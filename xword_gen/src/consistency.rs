use std::collections::{HashSet, VecDeque};

use log::{debug, trace};

use crate::{
  domain::Domains,
  puzzle::{Puzzle, SlotId},
  word_bank::WordBank,
};

#[derive(Clone, Copy, Debug, PartialEq, Eq)]
pub enum ArcConsistency {
  /// Every remaining word has support in every neighboring domain.
  Consistent,
  /// The domain of `slot` was emptied, so no assignment exists.
  Wipeout { slot: SlotId },
}

impl ArcConsistency {
  pub fn is_consistent(&self) -> bool {
    matches!(self, ArcConsistency::Consistent)
  }
}

/// Enforces arc consistency over a set of domains. The engine holds the only
/// mutable borrow of the domains until it is dropped.
pub struct ConsistencyEngine<'a> {
  puzzle: &'a Puzzle,
  bank: &'a WordBank,
  domains: &'a mut Domains,
  revisions: u64,
}

impl<'a> ConsistencyEngine<'a> {
  pub fn new(puzzle: &'a Puzzle, bank: &'a WordBank, domains: &'a mut Domains) -> Self {
    Self { puzzle, bank, domains, revisions: 0 }
  }

  /// Number of `revise` calls that removed at least one word.
  pub fn revisions(&self) -> u64 {
    self.revisions
  }

  /// Removes every word from `x`'s domain that has no word in `y`'s domain
  /// agreeing at their shared cell. Returns whether anything was removed.
  /// Slots that don't overlap are never revised.
  pub fn revise(&mut self, x: SlotId, y: SlotId) -> bool {
    let Some((x_idx, y_idx)) = self.puzzle.overlap(x, y) else {
      return false;
    };

    let bank = self.bank;
    let supported: HashSet<char> = self
      .domains
      .iter(y)
      .filter_map(|word| bank.letter(word, y_idx))
      .collect();
    let removed = self.domains.retain(x, |&word| {
      bank
        .letter(word, x_idx)
        .is_some_and(|letter| supported.contains(&letter))
    });

    if removed > 0 {
      self.revisions += 1;
      trace!("Revising {x} against {y} removed {removed} words");
    }
    removed > 0
  }

  /// Runs AC-3 over every arc of the puzzle.
  pub fn ac3(&mut self) -> ArcConsistency {
    let arcs: Vec<_> = self.puzzle.arcs().collect();
    self.ac3_from(arcs)
  }

  /// Runs AC-3 starting from the given arcs. Whenever revising (x, y) shrinks
  /// x, every other neighbor z of x is re-queued as (z, x).
  pub fn ac3_from(&mut self, initial: impl IntoIterator<Item = (SlotId, SlotId)>) -> ArcConsistency {
    if let Some(slot) = self.domains.first_empty() {
      debug!("Slot {slot} has no candidates before arc consistency");
      return ArcConsistency::Wipeout { slot };
    }

    let mut queue: VecDeque<(SlotId, SlotId)> = VecDeque::new();
    let mut queued: HashSet<(SlotId, SlotId)> = HashSet::new();
    for arc in initial {
      if queued.insert(arc) {
        queue.push_back(arc);
      }
    }

    while let Some((x, y)) = queue.pop_front() {
      queued.remove(&(x, y));
      if !self.revise(x, y) {
        continue;
      }

      if self.domains.size(x) == 0 {
        debug!("Arc consistency emptied the domain of slot {x}");
        return ArcConsistency::Wipeout { slot: x };
      }

      for &z in self.puzzle.neighbors(x) {
        if z != y && queued.insert((z, x)) {
          queue.push_back((z, x));
        }
      }
    }

    debug!(
      "Arc consistency left {} candidate words after {} revisions",
      self.domains.total_size(),
      self.revisions
    );
    ArcConsistency::Consistent
  }
}

#[cfg(test)]
mod tests {
  #![allow(clippy::unwrap_used, clippy::expect_used, clippy::panic)]

  use googletest::prelude::*;

  use crate::{
    domain::Domains,
    puzzle::{Direction, Puzzle, Slot},
    word_bank::WordBank,
  };

  use super::{ArcConsistency, ConsistencyEngine};

  /// A three letter down slot crossing the second letter of a four letter
  /// across slot.
  const CROSS: &str = "#_##
                       ____
                       #_##";

  /// An across slot whose last letter starts a down slot.
  const CORNER: &str = "___
                        ##_
                        ##_";

  fn bank(words: &[&str]) -> WordBank {
    WordBank::from_words(words.iter().map(|&word| word.to_owned()))
  }

  fn words_of(domains: &Domains, bank: &WordBank, slot: usize) -> Vec<String> {
    domains
      .iter(slot)
      .map(|word| bank.get(word).unwrap().to_owned())
      .collect()
  }

  #[gtest]
  fn test_revise_removes_unsupported() {
    let puzzle = Puzzle::from_layout(CROSS).unwrap();
    let bank = bank(&["CAT", "DOG", "BAN", "FARM", "TAPE"]);
    let mut domains = Domains::node_consistent(&puzzle, &bank);
    let down = puzzle.slot_id(&Slot::new(0, 1, 3, Direction::Down)).unwrap();
    let across = puzzle.slot_id(&Slot::new(1, 0, 4, Direction::Across)).unwrap();

    let mut engine = ConsistencyEngine::new(&puzzle, &bank, &mut domains);
    // Every across word has an A second, so DOG has no partner.
    expect_true!(engine.revise(down, across));
    expect_false!(engine.revise(down, across));
    expect_eq!(engine.revisions(), 1);
    expect_that!(words_of(&domains, &bank, down), container_eq(["BAN", "CAT"]));
    expect_that!(words_of(&domains, &bank, across), container_eq(["FARM", "TAPE"]));
  }

  #[gtest]
  fn test_revise_without_overlap_is_noop() {
    let puzzle = Puzzle::from_layout(
      "___
       ###
       ___",
    )
    .unwrap();
    let bank = bank(&["CAT", "DOG"]);
    let mut domains = Domains::node_consistent(&puzzle, &bank);
    let mut engine = ConsistencyEngine::new(&puzzle, &bank, &mut domains);
    expect_false!(engine.revise(0, 1));
    expect_false!(engine.revise(0, 0));
    expect_eq!(domains.total_size(), 4);
  }

  #[gtest]
  fn test_ac3_wipeout() {
    let puzzle = Puzzle::from_layout(CORNER).unwrap();
    let bank = bank(&["CAT", "DOG"]);
    let mut domains = Domains::node_consistent(&puzzle, &bank);
    let result = ConsistencyEngine::new(&puzzle, &bank, &mut domains).ac3();
    // Neither T nor G starts a word.
    expect_eq!(result, ArcConsistency::Wipeout { slot: 0 });
    expect_false!(result.is_consistent());
  }

  #[gtest]
  fn test_ac3_empty_domain_up_front() {
    let puzzle = Puzzle::from_layout("___").unwrap();
    let bank = bank(&["AB"]);
    let mut domains = Domains::node_consistent(&puzzle, &bank);
    expect_eq!(
      ConsistencyEngine::new(&puzzle, &bank, &mut domains).ac3(),
      ArcConsistency::Wipeout { slot: 0 }
    );
  }

  #[gtest]
  fn test_ac3_propagates_through_chain() {
    // A down slot crossing two across slots: shrinking the first across slot
    // must propagate through the down slot to the second.
    let puzzle = Puzzle::from_layout(
      "___
       #_#
       ___",
    )
    .unwrap();
    let bank = bank(&["ABC", "XBY", "QRS", "BBB", "ZZZ"]);
    let mut domains = Domains::node_consistent(&puzzle, &bank);
    let top = puzzle.slot_id(&Slot::new(0, 0, 3, Direction::Across)).unwrap();
    let down = puzzle.slot_id(&Slot::new(0, 1, 3, Direction::Down)).unwrap();
    let bottom = puzzle.slot_id(&Slot::new(2, 0, 3, Direction::Across)).unwrap();
    let bbb = bank.id("BBB").unwrap();

    // Pinning the top slot to ZZZ leaves only ZZZ for the down slot, which
    // in turn forces a Z into the middle of the bottom slot.
    domains.retain(top, |&word| Some(word) == bank.id("ZZZ"));
    let result = ConsistencyEngine::new(&puzzle, &bank, &mut domains).ac3();
    expect_eq!(result, ArcConsistency::Consistent);
    expect_that!(words_of(&domains, &bank, down), container_eq(["ZZZ"]));
    expect_that!(words_of(&domains, &bank, bottom), container_eq(["ZZZ"]));
    expect_false!(domains.contains(bottom, bbb));
  }

  #[gtest]
  fn test_ac3_idempotent() {
    let puzzle = Puzzle::from_layout(
      "____
       _#_#
       ____
       _#_#",
    )
    .unwrap();
    let bank = bank(&[
      "ABLE", "AREA", "BEAR", "ERAS", "EASE", "RAIL", "SEAT", "TEAR", "ACE", "AGE", "BEE",
      "EAR", "SEA", "TEA", "ART", "ERA",
    ]);
    let mut domains = Domains::node_consistent(&puzzle, &bank);
    let first = ConsistencyEngine::new(&puzzle, &bank, &mut domains).ac3();
    let snapshot = domains.clone();

    let mut engine = ConsistencyEngine::new(&puzzle, &bank, &mut domains);
    let second = engine.ac3();
    expect_eq!(first, second);
    expect_eq!(engine.revisions(), 0);
    expect_eq!(domains, snapshot);
  }

  #[gtest]
  fn test_ac3_from_subset() {
    let puzzle = Puzzle::from_layout(CROSS).unwrap();
    let bank = bank(&["CAT", "DOG", "BAN", "FARM", "TAPE"]);
    let mut domains = Domains::node_consistent(&puzzle, &bank);
    let down = puzzle.slot_id(&Slot::new(0, 1, 3, Direction::Down)).unwrap();
    let across = puzzle.slot_id(&Slot::new(1, 0, 4, Direction::Across)).unwrap();

    let mut engine = ConsistencyEngine::new(&puzzle, &bank, &mut domains);
    expect_eq!(engine.ac3_from([(down, across)]), ArcConsistency::Consistent);
    // `down` has no neighbor besides `across`, so nothing is re-queued.
    expect_eq!(engine.revisions(), 1);
    expect_that!(words_of(&domains, &bank, down), container_eq(["BAN", "CAT"]));
  }
}
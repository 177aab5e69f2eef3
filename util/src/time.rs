use std::time::{Duration, Instant};

pub fn time_fn<F: FnOnce() -> T, T>(f: F) -> (Duration, T) {
  let start = Instant::now();
  let result = f();
  (start.elapsed(), result)
}
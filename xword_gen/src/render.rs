use util::{
  error::{XWordError, XWordResult},
  grid::{Grid, Gridlike, MutGridlike},
};

use crate::{puzzle::Puzzle, solver::Solution};

const WALL: char = '\u{2588}';

/// Lays the words of `solution` out on the puzzle's grid. Cells no word
/// covers stay `None`.
pub fn letter_grid(puzzle: &Puzzle, solution: &Solution) -> XWordResult<Grid<Option<char>>> {
  let mut answer_grid = Grid::new(puzzle.width(), puzzle.height());
  for (slot, word) in solution.iter() {
    for (c, tile_pos) in word.chars().zip(slot.cells()) {
      let tile = answer_grid.get_mut(tile_pos).ok_or_else(|| {
        XWordError::Internal(format!("Position {tile_pos} is out of bounds"))
      })?;
      match tile {
        Some(existing_c) => {
          if c != *existing_c {
            return Err(
              XWordError::Internal(format!(
                "Conflicting letter assignment at position {tile_pos}: {c} vs {existing_c}"
              ))
              .into(),
            );
          }
        }
        None => *tile = Some(c),
      }
    }
  }

  Ok(answer_grid)
}

/// Renders one line per row. Blocked cells are drawn as a solid block and
/// fillable cells without a letter as a space.
pub fn render_text(puzzle: &Puzzle, solution: &Solution) -> XWordResult<String> {
  let letters = letter_grid(puzzle, solution)?;
  Ok(
    puzzle
      .board()
      .positions()
      .map(|pos| {
        let c = if puzzle.is_fillable(pos) {
          letters.get(pos).cloned().flatten().unwrap_or(' ')
        } else {
          WALL
        };
        let eol = pos.x as u32 + 1 == puzzle.width();
        (c, eol)
      })
      .fold(String::new(), |mut text, (c, eol)| {
        text.push(c);
        if eol {
          text.push('\n');
        }
        text
      }),
  )
}

#[cfg(test)]
mod tests {
  #![allow(clippy::unwrap_used, clippy::expect_used, clippy::panic)]

  use googletest::prelude::*;
  use util::{grid::Gridlike, pos::Pos};

  use crate::{
    puzzle::Puzzle,
    solver::{solve, Solution},
  };

  use super::{letter_grid, render_text};

  fn solved(layout: &str, words: &[&str]) -> (Puzzle, Solution) {
    let puzzle = Puzzle::from_layout(layout).unwrap();
    let outcome = solve(&puzzle, words.iter().map(|&word| word.to_owned())).unwrap();
    let solution = outcome.solution().unwrap().clone();
    (puzzle, solution)
  }

  #[gtest]
  fn test_letter_grid() {
    let (puzzle, solution) = solved(
      "___
       ##_
       ##_",
      &["CAT", "TEN"],
    );
    let grid = letter_grid(&puzzle, &solution).unwrap();
    expect_that!(grid.get(Pos { x: 0, y: 0 }), some(eq(&Some('C'))));
    expect_that!(grid.get(Pos { x: 2, y: 0 }), some(eq(&Some('T'))));
    expect_that!(grid.get(Pos { x: 2, y: 2 }), some(eq(&Some('N'))));
    expect_that!(grid.get(Pos { x: 0, y: 1 }), some(eq(&None::<char>)));
  }

  #[gtest]
  fn test_render_text() {
    let (puzzle, solution) = solved(
      "___
       ##_
       ##_",
      &["CAT", "TEN"],
    );
    expect_eq!(
      render_text(&puzzle, &solution).unwrap(),
      "CAT\n\u{2588}\u{2588}E\n\u{2588}\u{2588}N\n"
    );
  }

  #[gtest]
  fn test_render_unfilled_cells() {
    // Single fillable cells belong to no slot and render blank.
    let (puzzle, solution) = solved(
      "_#
       #_",
      &[],
    );
    expect_eq!(
      render_text(&puzzle, &solution).unwrap(),
      " \u{2588}\n\u{2588} \n"
    );
  }
}
use std::{
  fmt::Display,
  ops::{Add, Mul},
};

/// A cell coordinate. `x` is the column and `y` is the row.
#[derive(Clone, Copy, Debug, Hash, PartialEq, Eq)]
pub struct Pos {
  pub x: i32,
  pub y: i32,
}

impl Pos {
  pub const fn transpose(&self) -> Self {
    Self { x: self.y, y: self.x }
  }
}

impl Add<Diff> for Pos {
  type Output = Self;

  fn add(self, rhs: Diff) -> Self {
    Self { x: self.x + rhs.x, y: self.y + rhs.y }
  }
}

impl Display for Pos {
  fn fmt(&self, f: &mut std::fmt::Formatter<'_>) -> std::fmt::Result {
    write!(f, "({}, {})", self.x, self.y)
  }
}

#[derive(Clone, Copy, Debug, PartialEq, Eq)]
pub struct Diff {
  pub x: i32,
  pub y: i32,
}

impl Diff {
  pub const RIGHT: Self = Self { x: 1, y: 0 };
  pub const DOWN: Self = Self { x: 0, y: 1 };
}

impl Mul<Diff> for i32 {
  type Output = Diff;

  fn mul(self, rhs: Diff) -> Diff {
    Diff { x: self * rhs.x, y: self * rhs.y }
  }
}
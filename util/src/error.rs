use core::fmt;
use std::{
  error::Error,
  fmt::{Display, Formatter},
};

#[derive(Debug)]
pub enum XWordError {
  Internal(String),
  Parse(String),
  InvalidStructure(String),
  /// The search tried to bind a word to a slot it may not hold. Never
  /// expected in correct operation.
  InvariantViolation(String),
}

impl Display for XWordError {
  fn fmt(&self, f: &mut Formatter<'_>) -> fmt::Result {
    match self {
      XWordError::Internal(msg) => write!(f, "Internal error: {msg}"),
      XWordError::Parse(msg) => write!(f, "Parse error: {msg}"),
      XWordError::InvalidStructure(msg) => write!(f, "Invalid structure: {msg}"),
      XWordError::InvariantViolation(msg) => write!(f, "Invariant violation: {msg}"),
    }
  }
}

impl Error for XWordError {}

pub type XWordResult<T = ()> = Result<T, Box<dyn Error>>;
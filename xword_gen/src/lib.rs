#![deny(clippy::unwrap_used, clippy::expect_used, clippy::panic)]

//! Crossword construction as a constraint satisfaction problem. Slots are
//! variables, words are values, and crossing slots must agree on their
//! shared letter.

pub mod consistency;
pub mod domain;
pub mod puzzle;
pub mod render;
pub mod search;
pub mod solver;
pub mod word_bank;

pub use puzzle::{Direction, Puzzle, Slot, SlotId};
pub use solver::{solve, SolveOutcome, SolveReport, Solution, Solver, SolverConfig};
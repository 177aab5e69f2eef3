use std::collections::HashMap;

use itertools::Itertools;

pub type WordId = u32;

/// Interned candidate words. Ids are dense and follow the sorted order of the
/// words, so iterating ids visits words in a stable order.
#[derive(Clone, Debug, Default)]
pub struct WordBank {
  words: Vec<String>,
  letters: Vec<Vec<char>>,
  ids: HashMap<String, WordId>,
}

impl WordBank {
  pub fn from_words(words: impl IntoIterator<Item = String>) -> Self {
    let words: Vec<_> = words.into_iter().sorted().dedup().collect();
    let letters = words.iter().map(|word| word.chars().collect()).collect();
    let ids = words
      .iter()
      .enumerate()
      .map(|(id, word)| (word.clone(), id as WordId))
      .collect();
    Self { words, letters, ids }
  }

  pub fn len(&self) -> usize {
    self.words.len()
  }

  pub fn is_empty(&self) -> bool {
    self.words.is_empty()
  }

  pub fn id(&self, word: &str) -> Option<WordId> {
    self.ids.get(word).cloned()
  }

  pub fn get(&self, id: WordId) -> Option<&str> {
    self.words.get(id as usize).map(|word| word.as_str())
  }

  /// Length of the word in symbols, which may differ from its byte length.
  pub fn word_len(&self, id: WordId) -> Option<usize> {
    self.letters.get(id as usize).map(|letters| letters.len())
  }

  pub fn letter(&self, id: WordId, idx: usize) -> Option<char> {
    self
      .letters
      .get(id as usize)
      .and_then(|letters| letters.get(idx))
      .cloned()
  }

  /// True if word `a` at index `a_idx` holds the same letter as word `b` at
  /// index `b_idx`. Out-of-range indices never agree.
  pub fn agrees(&self, a: WordId, a_idx: usize, b: WordId, b_idx: usize) -> bool {
    matches!(
      (self.letter(a, a_idx), self.letter(b, b_idx)),
      (Some(a_letter), Some(b_letter)) if a_letter == b_letter
    )
  }

  pub fn all_ids(&self) -> impl Iterator<Item = WordId> {
    0..self.words.len() as WordId
  }
}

::::::

▶ [REQUIREMENT]:
In the entries above, how many lines contain the string "arcs"? Say only the number.

▶ [RESPONSE BELOW]:
3